An expert in fire investigation - and specifically, fire progression and the origin of fires - he had been called to attend the scene at the request of the RCMP, and to compile a report on his findings.
While the front of the home at 12 Hayden Heights looked relatively unharmed, apart from melted siding and blackened eaves, the back of the residence had been ravaged. The entire back of the home was black, with smashed windows and a caved-in roof and splintered window frames.
Down a set of outside steps, Barry went in through the basement door and immediately noticed a suspicious burn pattern, which grew even more suspicious when he saw an open red fuel can on the floor.
The pattern indicated the use of an accelerant in a deliberately set fire, Barry noted. He determined this basement area - right below the master bedroom where Butt and the remains of his daughter, Quinn, had been located - was where the fire had started.
Going upstairs, Barry made note of which doors had been left open and which had been closed during the fire, according to the burn patterns on and around them. In the living room he noticed a lot of smoke damage, but not so much fire damage, though the adjoining open-concept dining area was a different story. There was a particular burn pattern underneath and on top of the dining room table, indicating a fast-burning blaze that had included an accelerant. Another red gas can on the floor confirmed his suspicions.
"There was very little burn pattern between the basement and this area," Barry told the court Friday morning, testifying as the eighth witness for the Crown in Butt's murder trial. "If the fire in the basement caused this fire, we could not find a correlation to it."
A second fire had been intentionally started in the dining room, he concluded.
Barry located a third gas can in the master bedroom, next to the TV stand, near the bed. This was the room in which firefighters had found lifeless Quinn – who was dead before the fire was started - and Butt, who had used a box cutter to slash his wrist and neck after starting the fire.

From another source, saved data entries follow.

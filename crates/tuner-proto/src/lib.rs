pub mod catalog;
pub mod config;
pub mod platform;
pub mod playlist;
pub mod protocol;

Barry noticed a lighter on the bedside table, and determined the bedroom door had been closed at the time of the fire. The sheets on the bed appeared to have been doused in gasoline.
Through the reading of a statement of facts agreed upon by Butt, the court learned DNA swabs taken from the three gas cans, the lighter and a box cutter found next to the lighter on the bedside table were forensically tested and had proven to be a match for Butt's DNA.
Two of the red gas cans, which were shown in court earlier in the week, still contain some gas, while blood was still visible on the blade of the box cutter.
Butt is charged with first-degree murder for the death of Quinn, as well as arson. He has pleaded not guilty to the first charge and guilty to the second, though he doesn't deny he killed his daughter. He says he must have done it, since he remembers kneeling beside her after she was dead, but can't remember doing it and didn't plan to do it. He says he decided, after realizing she was dead, to kill himself and burn down his home with the two of them inside.
Evidence of planning and deliberation is needed for a conviction of first-degree murder.
The Crown alleges Butt planned and killed Quinn on purpose in order to hurt her mother, Andrea Gosse, from whom he was separated.
While questioning forensic ID officer Sgt. Chris Saunders on the stand Thursday, the Crown asked if he had located a generator, Ski-Doo, snowblower, ATV, outboard motor or any other equipment needing gasoline on the premises, apart from a lawn mower. Saunders said he hadn't.
Butt's trial adjourned early Friday afternoon, and will continue Monday. Though it had originally been scheduled to last three weeks, testimony has been moving along quicker than planned.